(Stored items)
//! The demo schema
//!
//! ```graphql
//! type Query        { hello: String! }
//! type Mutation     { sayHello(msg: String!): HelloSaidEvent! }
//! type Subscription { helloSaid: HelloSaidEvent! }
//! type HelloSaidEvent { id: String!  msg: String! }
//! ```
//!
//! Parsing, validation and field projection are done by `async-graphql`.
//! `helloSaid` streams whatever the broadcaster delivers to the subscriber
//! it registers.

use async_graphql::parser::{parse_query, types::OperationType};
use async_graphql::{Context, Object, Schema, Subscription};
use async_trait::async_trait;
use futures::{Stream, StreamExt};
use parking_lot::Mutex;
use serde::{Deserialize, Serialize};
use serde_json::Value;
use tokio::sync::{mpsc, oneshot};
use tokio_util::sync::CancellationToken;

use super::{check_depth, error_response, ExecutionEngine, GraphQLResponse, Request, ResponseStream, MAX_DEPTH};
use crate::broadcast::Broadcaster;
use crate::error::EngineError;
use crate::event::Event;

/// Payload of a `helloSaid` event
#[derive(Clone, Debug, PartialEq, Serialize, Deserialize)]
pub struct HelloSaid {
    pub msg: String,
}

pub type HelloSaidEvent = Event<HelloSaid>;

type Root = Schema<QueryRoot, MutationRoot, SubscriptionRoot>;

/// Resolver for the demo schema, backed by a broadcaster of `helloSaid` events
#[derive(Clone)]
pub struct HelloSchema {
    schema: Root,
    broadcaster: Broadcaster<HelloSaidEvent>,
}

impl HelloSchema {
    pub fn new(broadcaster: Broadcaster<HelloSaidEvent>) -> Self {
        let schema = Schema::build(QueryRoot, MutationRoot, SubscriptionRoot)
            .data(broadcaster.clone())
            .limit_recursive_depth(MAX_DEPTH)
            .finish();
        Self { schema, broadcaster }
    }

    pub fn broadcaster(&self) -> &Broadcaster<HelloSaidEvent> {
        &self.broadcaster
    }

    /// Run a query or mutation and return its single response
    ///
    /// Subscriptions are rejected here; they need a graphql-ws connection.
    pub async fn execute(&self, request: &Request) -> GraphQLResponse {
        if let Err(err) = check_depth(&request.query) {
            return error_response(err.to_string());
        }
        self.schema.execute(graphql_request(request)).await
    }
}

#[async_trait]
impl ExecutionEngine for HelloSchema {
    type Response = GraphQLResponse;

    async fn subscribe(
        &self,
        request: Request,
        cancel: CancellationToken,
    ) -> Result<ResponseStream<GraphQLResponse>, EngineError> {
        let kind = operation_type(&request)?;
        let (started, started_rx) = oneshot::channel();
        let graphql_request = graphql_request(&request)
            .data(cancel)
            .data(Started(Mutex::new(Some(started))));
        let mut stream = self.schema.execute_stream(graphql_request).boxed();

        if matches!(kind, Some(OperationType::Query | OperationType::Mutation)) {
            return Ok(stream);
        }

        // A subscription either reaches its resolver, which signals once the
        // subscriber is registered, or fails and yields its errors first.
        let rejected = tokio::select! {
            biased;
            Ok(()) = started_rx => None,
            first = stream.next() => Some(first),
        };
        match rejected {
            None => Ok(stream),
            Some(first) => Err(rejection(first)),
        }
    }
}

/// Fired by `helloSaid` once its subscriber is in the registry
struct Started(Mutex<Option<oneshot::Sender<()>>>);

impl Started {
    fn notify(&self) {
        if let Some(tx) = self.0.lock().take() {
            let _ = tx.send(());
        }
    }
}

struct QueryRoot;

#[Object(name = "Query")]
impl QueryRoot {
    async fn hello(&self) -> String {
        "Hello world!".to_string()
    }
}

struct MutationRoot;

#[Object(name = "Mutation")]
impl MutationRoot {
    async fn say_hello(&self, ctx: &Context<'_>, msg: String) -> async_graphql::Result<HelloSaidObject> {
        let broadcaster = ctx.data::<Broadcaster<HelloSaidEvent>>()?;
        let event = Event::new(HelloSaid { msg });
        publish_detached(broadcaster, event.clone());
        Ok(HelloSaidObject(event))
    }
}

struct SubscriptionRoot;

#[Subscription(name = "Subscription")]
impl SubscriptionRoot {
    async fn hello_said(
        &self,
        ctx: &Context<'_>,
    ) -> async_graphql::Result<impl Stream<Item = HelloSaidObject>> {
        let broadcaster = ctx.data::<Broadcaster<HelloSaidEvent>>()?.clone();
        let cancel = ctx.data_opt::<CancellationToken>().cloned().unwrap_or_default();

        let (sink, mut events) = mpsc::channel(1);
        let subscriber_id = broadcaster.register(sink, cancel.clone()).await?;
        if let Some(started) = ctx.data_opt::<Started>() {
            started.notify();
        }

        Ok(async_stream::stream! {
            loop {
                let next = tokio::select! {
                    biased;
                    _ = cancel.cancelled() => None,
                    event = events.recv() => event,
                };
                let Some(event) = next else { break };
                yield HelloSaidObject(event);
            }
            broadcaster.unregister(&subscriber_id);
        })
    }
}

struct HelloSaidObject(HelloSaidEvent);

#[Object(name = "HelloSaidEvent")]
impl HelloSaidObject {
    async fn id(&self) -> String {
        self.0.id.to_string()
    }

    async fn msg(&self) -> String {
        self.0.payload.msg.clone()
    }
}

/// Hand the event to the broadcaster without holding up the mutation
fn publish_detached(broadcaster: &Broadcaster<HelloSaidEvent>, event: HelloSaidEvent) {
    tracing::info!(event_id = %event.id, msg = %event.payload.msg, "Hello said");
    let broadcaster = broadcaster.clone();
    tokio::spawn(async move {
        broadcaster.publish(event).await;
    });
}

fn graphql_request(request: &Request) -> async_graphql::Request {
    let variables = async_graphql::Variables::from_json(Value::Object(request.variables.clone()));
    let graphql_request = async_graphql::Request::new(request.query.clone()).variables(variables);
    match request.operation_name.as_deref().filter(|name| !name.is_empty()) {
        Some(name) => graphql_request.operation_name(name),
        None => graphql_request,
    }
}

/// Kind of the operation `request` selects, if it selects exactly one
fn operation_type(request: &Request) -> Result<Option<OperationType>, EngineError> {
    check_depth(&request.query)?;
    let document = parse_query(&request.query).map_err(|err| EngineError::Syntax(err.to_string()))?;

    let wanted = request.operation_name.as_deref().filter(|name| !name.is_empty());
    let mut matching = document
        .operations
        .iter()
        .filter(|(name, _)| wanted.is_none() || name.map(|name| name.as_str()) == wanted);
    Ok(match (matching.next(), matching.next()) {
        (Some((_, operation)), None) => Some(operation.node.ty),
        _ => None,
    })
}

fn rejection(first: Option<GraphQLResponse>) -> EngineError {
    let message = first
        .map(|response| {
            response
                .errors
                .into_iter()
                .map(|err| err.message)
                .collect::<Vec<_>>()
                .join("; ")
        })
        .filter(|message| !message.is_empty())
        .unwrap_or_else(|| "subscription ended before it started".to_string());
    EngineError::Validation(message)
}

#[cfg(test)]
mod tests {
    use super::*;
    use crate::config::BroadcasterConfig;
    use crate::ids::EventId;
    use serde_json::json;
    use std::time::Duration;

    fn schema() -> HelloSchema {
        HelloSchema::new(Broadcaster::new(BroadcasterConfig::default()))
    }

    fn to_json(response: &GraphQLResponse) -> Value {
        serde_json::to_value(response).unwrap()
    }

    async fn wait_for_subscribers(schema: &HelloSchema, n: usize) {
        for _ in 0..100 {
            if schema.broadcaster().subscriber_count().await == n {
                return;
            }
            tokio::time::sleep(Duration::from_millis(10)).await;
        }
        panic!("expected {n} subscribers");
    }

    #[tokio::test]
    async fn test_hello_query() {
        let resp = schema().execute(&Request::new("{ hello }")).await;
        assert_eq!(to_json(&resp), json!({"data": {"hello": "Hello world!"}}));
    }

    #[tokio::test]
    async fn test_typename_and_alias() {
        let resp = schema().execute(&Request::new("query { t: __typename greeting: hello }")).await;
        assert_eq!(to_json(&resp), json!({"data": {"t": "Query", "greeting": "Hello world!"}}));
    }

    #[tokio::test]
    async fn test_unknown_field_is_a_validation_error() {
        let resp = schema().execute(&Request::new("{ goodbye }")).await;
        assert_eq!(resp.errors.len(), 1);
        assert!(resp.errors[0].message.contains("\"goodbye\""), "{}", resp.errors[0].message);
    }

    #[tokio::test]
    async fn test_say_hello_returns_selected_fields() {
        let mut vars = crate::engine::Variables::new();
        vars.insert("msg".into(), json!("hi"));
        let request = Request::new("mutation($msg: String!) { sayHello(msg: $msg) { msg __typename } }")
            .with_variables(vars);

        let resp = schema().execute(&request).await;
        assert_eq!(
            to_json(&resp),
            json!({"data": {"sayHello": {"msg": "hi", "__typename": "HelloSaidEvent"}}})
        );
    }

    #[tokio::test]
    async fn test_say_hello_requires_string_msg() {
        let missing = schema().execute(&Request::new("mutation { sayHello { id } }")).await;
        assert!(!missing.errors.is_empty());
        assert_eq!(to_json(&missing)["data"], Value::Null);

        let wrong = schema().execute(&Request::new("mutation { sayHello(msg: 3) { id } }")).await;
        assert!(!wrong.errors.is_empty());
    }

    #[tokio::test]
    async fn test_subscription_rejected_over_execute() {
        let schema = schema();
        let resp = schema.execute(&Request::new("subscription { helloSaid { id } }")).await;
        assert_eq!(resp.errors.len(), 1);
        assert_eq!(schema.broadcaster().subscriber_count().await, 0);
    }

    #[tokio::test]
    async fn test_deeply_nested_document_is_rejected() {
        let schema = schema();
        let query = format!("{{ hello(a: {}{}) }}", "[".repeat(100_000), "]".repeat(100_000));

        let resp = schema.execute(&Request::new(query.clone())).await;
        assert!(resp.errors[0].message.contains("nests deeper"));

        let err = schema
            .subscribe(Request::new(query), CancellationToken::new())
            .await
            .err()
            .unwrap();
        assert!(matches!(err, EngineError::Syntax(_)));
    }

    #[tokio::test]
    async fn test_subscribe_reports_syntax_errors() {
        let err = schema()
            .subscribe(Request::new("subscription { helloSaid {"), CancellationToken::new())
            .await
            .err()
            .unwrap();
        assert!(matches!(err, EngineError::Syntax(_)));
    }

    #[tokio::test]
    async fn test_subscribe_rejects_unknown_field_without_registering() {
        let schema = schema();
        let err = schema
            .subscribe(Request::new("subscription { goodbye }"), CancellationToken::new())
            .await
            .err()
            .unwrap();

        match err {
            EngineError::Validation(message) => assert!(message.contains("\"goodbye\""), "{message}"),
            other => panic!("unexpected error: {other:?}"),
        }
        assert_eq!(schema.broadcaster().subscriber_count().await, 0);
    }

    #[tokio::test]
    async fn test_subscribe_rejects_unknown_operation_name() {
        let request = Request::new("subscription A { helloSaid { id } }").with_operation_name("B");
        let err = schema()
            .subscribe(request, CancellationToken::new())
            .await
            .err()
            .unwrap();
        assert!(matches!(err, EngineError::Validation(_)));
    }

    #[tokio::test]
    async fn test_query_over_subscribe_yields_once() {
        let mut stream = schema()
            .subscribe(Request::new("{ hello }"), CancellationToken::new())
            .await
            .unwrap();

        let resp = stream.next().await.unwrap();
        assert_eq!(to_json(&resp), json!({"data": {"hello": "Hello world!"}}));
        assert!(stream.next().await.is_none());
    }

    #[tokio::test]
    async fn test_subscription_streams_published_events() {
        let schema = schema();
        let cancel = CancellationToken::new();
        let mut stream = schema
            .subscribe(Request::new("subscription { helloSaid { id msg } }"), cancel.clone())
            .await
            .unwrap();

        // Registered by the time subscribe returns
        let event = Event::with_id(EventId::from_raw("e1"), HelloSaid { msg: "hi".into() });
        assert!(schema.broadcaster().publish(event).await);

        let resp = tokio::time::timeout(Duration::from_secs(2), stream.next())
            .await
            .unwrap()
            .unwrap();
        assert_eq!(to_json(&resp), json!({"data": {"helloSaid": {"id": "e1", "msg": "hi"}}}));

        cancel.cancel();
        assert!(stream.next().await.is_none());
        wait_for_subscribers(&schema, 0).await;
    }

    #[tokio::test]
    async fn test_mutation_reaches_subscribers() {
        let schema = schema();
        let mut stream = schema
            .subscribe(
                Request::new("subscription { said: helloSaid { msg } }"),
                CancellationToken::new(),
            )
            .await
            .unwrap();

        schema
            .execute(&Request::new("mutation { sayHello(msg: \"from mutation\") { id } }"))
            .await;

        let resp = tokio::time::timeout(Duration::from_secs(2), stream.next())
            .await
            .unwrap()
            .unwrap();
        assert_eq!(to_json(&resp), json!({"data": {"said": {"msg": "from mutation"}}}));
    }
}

What you have to do - Count the lines above that contain "rejection", and give only the number.

Solution for this exercise - 2